Aim of the exercise
Search the records for the string "crate". Copy each line where it occurs.

※ ※ ※

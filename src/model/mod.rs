//! Domain model types (pure).
//!
//! All types in this module are plain data with no I/O.

pub mod dates;
pub mod error;
pub mod flare_class;
pub mod key_action;
pub mod record;
pub mod selection;
pub mod wavelength;

// Re-export for convenience
pub use error::{AppError, QueryError, StoreError, ValidationError};
pub use flare_class::{ClassSelection, Comparator};
pub use key_action::KeyAction;
pub use record::{FlareRecord, DEFAULT_HEADER};
pub use selection::{
    DisplayedIndex, DisplayedSelection, OriginalIndex, OriginalSelection, SelectionSet,
};
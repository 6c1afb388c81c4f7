//! Pointer hit-testing against the rendered block layout.
//!
//! Resolution runs entirely off a [`BlockLayout`], the same value the
//! renderer draws from, so the row a pointer lands on is the row drawn there.

use super::layout::BlockLayout;

/// What a pointer on a region's header rows resolves to.
#[derive(Debug, Clone, Copy, PartialEq, Eq)]
pub enum HeaderHit {
    /// Header rows are inert.
    Miss,
    /// Header rows hit the region at row 0, flagged as a header hit so the
    /// caller can move focus without selecting.
    RowZero,
}

/// Result of hit-testing a screen coordinate.
#[derive(Debug, Clone, Copy, PartialEq, Eq)]
pub enum HitTestResult {
    /// Outside the block, between regions, or on padding.
    Miss,

    /// The pointer is over a row of a region.
    Hit {
        /// Region index, left to right.
        region: usize,
        /// Absolute option index within the region's list.
        row: usize,
        /// Whether the pointer is on the region's header rather than a row.
        on_header: bool,
    },
}

impl HitTestResult {
    /// Create a miss result.
    pub fn miss() -> Self {
        Self::Miss
    }

    /// Create a hit on an option row.
    pub fn hit(region: usize, row: usize) -> Self {
        Self::Hit {
            region,
            row,
            on_header: false,
        }
    }

    /// Create a hit on a region header.
    pub fn header(region: usize) -> Self {
        Self::Hit {
            region,
            row: 0,
            on_header: true,
        }
    }

    /// Check if this was a hit.
    pub fn is_hit(&self) -> bool {
        matches!(self, Self::Hit { .. })
    }

    /// Region index if hit.
    pub fn region(&self) -> Option<usize> {
        match self {
            Self::Hit { region, .. } => Some(*region),
            Self::Miss => None,
        }
    }

    /// Option index if an option row was hit.
    pub fn row(&self) -> Option<usize> {
        match self {
            Self::Hit {
                row,
                on_header: false,
                ..
            } => Some(*row),
            _ => None,
        }
    }
}

/// Map absolute pointer coordinates to a region row of `layout`.
pub fn map_pointer(x: u16, y: u16, layout: &BlockLayout) -> HitTestResult {
    let area = layout.area;
    if x < area.x || y < area.y || x >= area.right() || y >= area.bottom() {
        return HitTestResult::miss();
    }
    let (rel_x, rel_y) = (x - area.x, y - area.y);

    let Some((index, region)) = layout
        .regions
        .iter()
        .enumerate()
        .find(|(_, region)| region.band.contains(rel_x))
    else {
        return HitTestResult::miss();
    };

    if region.header_rows.contains(&rel_y) {
        return match region.header_hit {
            HeaderHit::Miss => HitTestResult::miss(),
            HeaderHit::RowZero => HitTestResult::header(index),
        };
    }
    if rel_y < region.first_row {
        return HitTestResult::miss();
    }

    let stride = region.row_stride.max(1);
    let delta = rel_y - region.first_row;
    if delta % stride != 0 {
        return HitTestResult::miss();
    }

    let displayed = usize::from(delta / stride);
    let visible = region.window.visible();
    if displayed >= visible.len() {
        return HitTestResult::miss();
    }
    HitTestResult::hit(index, visible.start + displayed)
}

#[cfg(test)]
mod tests {
    use super::*;
    use crate::view_state::layout::{column_bands, ColumnBand, OptionWindow, RegionLayout};
    use crate::view_state::window::WindowPolicy;
    use proptest::prelude::*;
    use ratatui::layout::Rect;

    fn region(band: ColumnBand, total: usize) -> RegionLayout {
        RegionLayout {
            band,
            header_rows: 0..1,
            header_hit: HeaderHit::Miss,
            first_row: 1,
            row_stride: 1,
            window: OptionWindow::all(total),
        }
    }

    fn block(x: u16, y: u16, width: u16, height: u16, regions: Vec<RegionLayout>) -> BlockLayout {
        BlockLayout {
            area: Rect::new(x, y, width, height),
            regions,
        }
    }

    mod constructors {
        use super::*;

        #[test]
        fn miss_has_no_region_or_row() {
            let result = HitTestResult::miss();
            assert!(!result.is_hit());
            assert_eq!(result.region(), None);
            assert_eq!(result.row(), None);
        }

        #[test]
        fn header_hit_has_region_but_no_row() {
            let result = HitTestResult::header(2);
            assert!(result.is_hit());
            assert_eq!(result.region(), Some(2));
            assert_eq!(result.row(), None);
        }

        #[test]
        fn row_hit_exposes_both() {
            let result = HitTestResult::hit(1, 7);
            assert_eq!(result.region(), Some(1));
            assert_eq!(result.row(), Some(7));
        }
    }

    mod bounds {
        use super::*;

        #[test]
        fn outside_block_misses() {
            let layout = block(10, 5, 8, 4, vec![region(ColumnBand { start: 0, width: 8 }, 3)]);
            assert_eq!(map_pointer(9, 6, &layout), HitTestResult::Miss);
            assert_eq!(map_pointer(18, 6, &layout), HitTestResult::Miss);
            assert_eq!(map_pointer(12, 4, &layout), HitTestResult::Miss);
            assert_eq!(map_pointer(12, 9, &layout), HitTestResult::Miss);
        }

        #[test]
        fn rows_map_from_block_origin() {
            let layout = block(10, 5, 8, 4, vec![region(ColumnBand { start: 0, width: 8 }, 3)]);
            assert_eq!(map_pointer(10, 6, &layout), HitTestResult::hit(0, 0));
            assert_eq!(map_pointer(17, 8, &layout), HitTestResult::hit(0, 2));
        }

        #[test]
        fn rows_past_the_list_miss() {
            let layout = block(0, 0, 8, 6, vec![region(ColumnBand { start: 0, width: 8 }, 2)]);
            assert_eq!(map_pointer(0, 3, &layout), HitTestResult::Miss);
        }
    }

    mod bands {
        use super::*;

        #[test]
        fn boundary_column_belongs_to_the_band_starting_there() {
            let bands = column_bands(&[5, 5], 0);
            let layout = block(
                0,
                0,
                10,
                4,
                bands.into_iter().map(|band| region(band, 3)).collect(),
            );
            assert_eq!(map_pointer(4, 1, &layout), HitTestResult::hit(0, 0));
            assert_eq!(map_pointer(5, 1, &layout), HitTestResult::hit(1, 0));
        }

        #[test]
        fn padding_between_bands_misses() {
            let bands = column_bands(&[5, 5], 2);
            let layout = block(
                0,
                0,
                12,
                4,
                bands.into_iter().map(|band| region(band, 3)).collect(),
            );
            assert_eq!(map_pointer(5, 1, &layout), HitTestResult::Miss);
            assert_eq!(map_pointer(6, 1, &layout), HitTestResult::Miss);
            assert_eq!(map_pointer(7, 1, &layout), HitTestResult::hit(1, 0));
        }
    }

    mod headers {
        use super::*;

        #[test]
        fn inert_header_misses() {
            let layout = block(0, 0, 8, 4, vec![region(ColumnBand { start: 0, width: 8 }, 3)]);
            assert_eq!(map_pointer(3, 0, &layout), HitTestResult::Miss);
        }

        #[test]
        fn focusing_header_hits_row_zero() {
            let mut r = region(ColumnBand { start: 0, width: 8 }, 3);
            r.header_rows = 0..2;
            r.first_row = 2;
            r.header_hit = HeaderHit::RowZero;
            let layout = block(0, 0, 8, 5, vec![r]);
            assert_eq!(map_pointer(3, 1, &layout), HitTestResult::header(0));
            assert_eq!(map_pointer(3, 2, &layout), HitTestResult::hit(0, 0));
        }

        #[test]
        fn rows_above_the_header_miss() {
            let mut r = region(ColumnBand { start: 0, width: 8 }, 3);
            r.header_rows = 2..3;
            r.first_row = 3;
            r.header_hit = HeaderHit::RowZero;
            let layout = block(0, 0, 8, 6, vec![r]);
            assert_eq!(map_pointer(3, 0, &layout), HitTestResult::Miss);
        }
    }

    mod stride {
        use super::*;

        #[test]
        fn rows_between_options_miss() {
            let mut r = region(ColumnBand { start: 0, width: 8 }, 2);
            r.row_stride = 3;
            let layout = block(0, 0, 8, 5, vec![r]);
            assert_eq!(map_pointer(0, 1, &layout), HitTestResult::hit(0, 0));
            assert_eq!(map_pointer(0, 2, &layout), HitTestResult::Miss);
            assert_eq!(map_pointer(0, 3, &layout), HitTestResult::Miss);
            assert_eq!(map_pointer(0, 4, &layout), HitTestResult::hit(0, 1));
        }
    }

    mod windows {
        use super::*;

        #[test]
        fn centered_window_offsets_rows() {
            let mut r = region(ColumnBand { start: 0, width: 6 }, 100);
            r.window = OptionWindow {
                policy: WindowPolicy::Centered,
                total: 100,
                size: 9,
                anchor: 50,
            };
            let layout = block(0, 0, 6, 10, vec![r]);
            assert_eq!(map_pointer(0, 1, &layout), HitTestResult::hit(0, 46));
            assert_eq!(map_pointer(0, 5, &layout), HitTestResult::hit(0, 50));
            assert_eq!(map_pointer(0, 9, &layout), HitTestResult::hit(0, 54));
        }

        #[test]
        fn clamped_window_offsets_rows() {
            let mut r = region(ColumnBand { start: 0, width: 6 }, 30);
            r.window = OptionWindow {
                policy: WindowPolicy::Clamped,
                total: 30,
                size: 7,
                anchor: 23,
            };
            let layout = block(0, 0, 6, 8, vec![r]);
            assert_eq!(map_pointer(0, 1, &layout), HitTestResult::hit(0, 23));
            assert_eq!(map_pointer(0, 7, &layout), HitTestResult::hit(0, 29));
        }
    }

    proptest! {
        #[test]
        fn every_column_hits_at_most_one_band(
            widths in proptest::collection::vec(1u16..12, 1..5),
            padding in 0u16..4,
            probe in 0u16..80,
        ) {
            let bands = column_bands(&widths, padding);
            let owners = bands.iter().filter(|b| b.contains(probe)).count();
            prop_assert!(owners <= 1);
            let total = bands.last().map_or(0, ColumnBand::end);
            if padding == 0 && probe < total {
                prop_assert_eq!(owners, 1);
            }
        }
    }
}
//! Main menu and cache submenu.

use crate::config::QuerySettings;
use crate::model::dates::validate_range;
use crate::model::wavelength::{build_wave_value, parse_waves};
use crate::model::{KeyAction, StoreError, ValidationError};
use crate::source::QueryRequest;
use crate::state::controller::Effect;
use crate::state::mode::{
    CacheDeleteState, CacheMenuItem, CacheMenuState, CacheViewerState, DateEditorState,
    FilterEditorState, MainMenuState, MenuItem, Mode, SelectorState, WavelengthEditorState,
    CACHE_MENU_ITEMS, MENU_ITEMS,
};
use crate::state::AppState;
use tracing::{debug, info, warn};

/// What a menu key resolved to.
#[derive(Debug, Clone, Copy, PartialEq, Eq)]
enum MenuCommand {
    Stay,
    Main(MenuItem),
    Cache(CacheMenuItem),
    Quit,
}

fn step(selected: usize, len: usize, action: KeyAction) -> usize {
    let last = len.saturating_sub(1);
    match action {
        KeyAction::MoveUp => selected.saturating_sub(1),
        KeyAction::MoveDown => (selected + 1).min(last),
        KeyAction::PageUp => 0,
        KeyAction::PageDown => last,
        _ => selected,
    }
}

fn navigate(menu: &mut MainMenuState, action: KeyAction) -> MenuCommand {
    if let Some(sub) = menu.cache_menu.as_mut() {
        return match action {
            KeyAction::Confirm | KeyAction::Toggle | KeyAction::FocusNext => CACHE_MENU_ITEMS
                .get(sub.selected)
                .map_or(MenuCommand::Stay, |&item| MenuCommand::Cache(item)),
            KeyAction::Cancel | KeyAction::FocusPrev => {
                menu.cache_menu = None;
                debug!("Cache menu closed");
                MenuCommand::Stay
            }
            other => {
                sub.selected = step(sub.selected, CACHE_MENU_ITEMS.len(), other);
                MenuCommand::Stay
            }
        };
    }

    match action {
        KeyAction::Confirm | KeyAction::Toggle => MENU_ITEMS
            .get(menu.selected)
            .map_or(MenuCommand::Stay, |&item| MenuCommand::Main(item)),
        KeyAction::FocusNext if MENU_ITEMS.get(menu.selected) == Some(&MenuItem::CacheOptions) => {
            MenuCommand::Main(MenuItem::CacheOptions)
        }
        KeyAction::Cancel => MenuCommand::Quit,
        other => {
            menu.selected = step(menu.selected, MENU_ITEMS.len(), other);
            MenuCommand::Stay
        }
    }
}

/// Handle a bound key on the main menu.
pub fn handle_menu_action(state: &mut AppState, action: KeyAction) -> Effect {
    let Mode::MainMenu(menu) = &mut state.mode else {
        return Effect::None;
    };
    match navigate(menu, action) {
        MenuCommand::Stay => Effect::None,
        MenuCommand::Main(item) => activate_menu_item(state, item),
        MenuCommand::Cache(item) => activate_cache_item(state, item),
        MenuCommand::Quit => Effect::Quit,
    }
}

/// Run a main menu entry.
pub fn activate_menu_item(state: &mut AppState, item: MenuItem) -> Effect {
    debug!(?item, "Menu item activated");
    match item {
        MenuItem::EditWavelength => {
            let editor = WavelengthEditorState::from_settings(state.settings());
            state.enter(Mode::WavelengthEditor(editor));
        }
        MenuItem::EditDateRange => state.enter(Mode::DateRangeEditor(DateEditorState::default())),
        MenuItem::EditFlareFilter => {
            let editor = FilterEditorState::from_settings(state.settings());
            state.enter(Mode::FlareFilterEditor(editor));
        }
        MenuItem::SelectFlares => return start_query(state),
        MenuItem::CacheOptions => {
            if let Mode::MainMenu(menu) = &mut state.mode {
                menu.cache_menu = Some(CacheMenuState::default());
            }
        }
        MenuItem::Quit => return Effect::Quit,
    }
    Effect::None
}

/// Run a cache submenu entry.
pub fn activate_cache_item(state: &mut AppState, item: CacheMenuItem) -> Effect {
    debug!(?item, "Cache menu item activated");
    match item {
        CacheMenuItem::ViewCache => match state.store().load() {
            Ok(contents) => state.enter(Mode::CacheViewer(CacheViewerState::new(contents.records))),
            Err(e) => cache_read_failed(state, e),
        },
        CacheMenuItem::DeleteRows => match state.store().load() {
            Ok(contents) => state.enter(Mode::CacheDeleteEditor(CacheDeleteState::new(
                contents.header,
                contents.records,
            ))),
            Err(e) => cache_read_failed(state, e),
        },
        CacheMenuItem::ClearCache => match state.store().clear() {
            Ok(_) => {
                state.set_notice("Cleared flare cache");
                state.return_to_menu();
            }
            Err(e) => state.fail("Clear failed", e),
        },
        CacheMenuItem::Back => {
            if let Mode::MainMenu(menu) = &mut state.mode {
                menu.cache_menu = None;
            }
        }
    }
    Effect::None
}

fn cache_read_failed(state: &mut AppState, error: StoreError) {
    match error {
        StoreError::NotFound { .. } | StoreError::Empty { .. } => {
            warn!(error = %error, "Cache unavailable");
            state.set_notice("Cache empty or missing");
            state.return_to_menu();
        }
        other => state.fail("Cache read failed", other),
    }
}

/// Check that the saved settings are enough to run a query.
///
/// Checked in order: a chronological date range, at least one wavelength,
/// a comparator.
pub fn validate_query_settings(settings: &QuerySettings) -> Result<(), ValidationError> {
    if settings.start.trim().is_empty() || settings.end.trim().is_empty() {
        return Err(ValidationError::MissingDateRange);
    }
    validate_range(settings.start.trim(), settings.end.trim())?;
    if parse_waves(&settings.wave).is_empty() {
        return Err(ValidationError::MissingWavelength);
    }
    if settings.comparator.trim().is_empty() {
        return Err(ValidationError::MissingComparator);
    }
    Ok(())
}

/// Query arguments for the saved settings.
pub fn query_request(settings: &QuerySettings, id: u64) -> QueryRequest {
    QueryRequest {
        id,
        start: settings.start.trim().to_string(),
        end: settings.end.trim().to_string(),
        comparator: settings.comparator.trim().to_string(),
        flare_class: settings.flare_class.trim().to_string(),
        wave: build_wave_value(&parse_waves(&settings.wave)),
    }
}

/// Enter the selector's loading state and ask the shell to run the query.
///
/// A failed guard leaves the menu in place and raises a notice.
pub fn start_query(state: &mut AppState) -> Effect {
    if let Err(e) = validate_query_settings(state.settings()) {
        info!(reason = %e, "Flare selection blocked");
        state.set_notice(e.to_string());
        return Effect::None;
    }
    let id = state.next_request_id();
    let request = query_request(state.settings(), id);
    state.enter(Mode::FlareSelector(SelectorState::Loading {
        request_id: id,
        spinner: 0,
    }));
    Effect::RunQuery(request)
}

※ ※ ※

Task response
    use crate::view_state::layout::{column_bands, ColumnBand, OptionWindow, RegionLayout};
    use crate::view_state::window::WindowPolicy;
use crate::config::QuerySettings;
use crate::model::dates::validate_range;
use crate::model::wavelength::{build_wave_value, parse_waves};
use crate::model::{KeyAction, StoreError, ValidationError};
use crate::source::QueryRequest;
use crate::state::controller::Effect;
use crate::state::mode::{
use crate::state::AppState;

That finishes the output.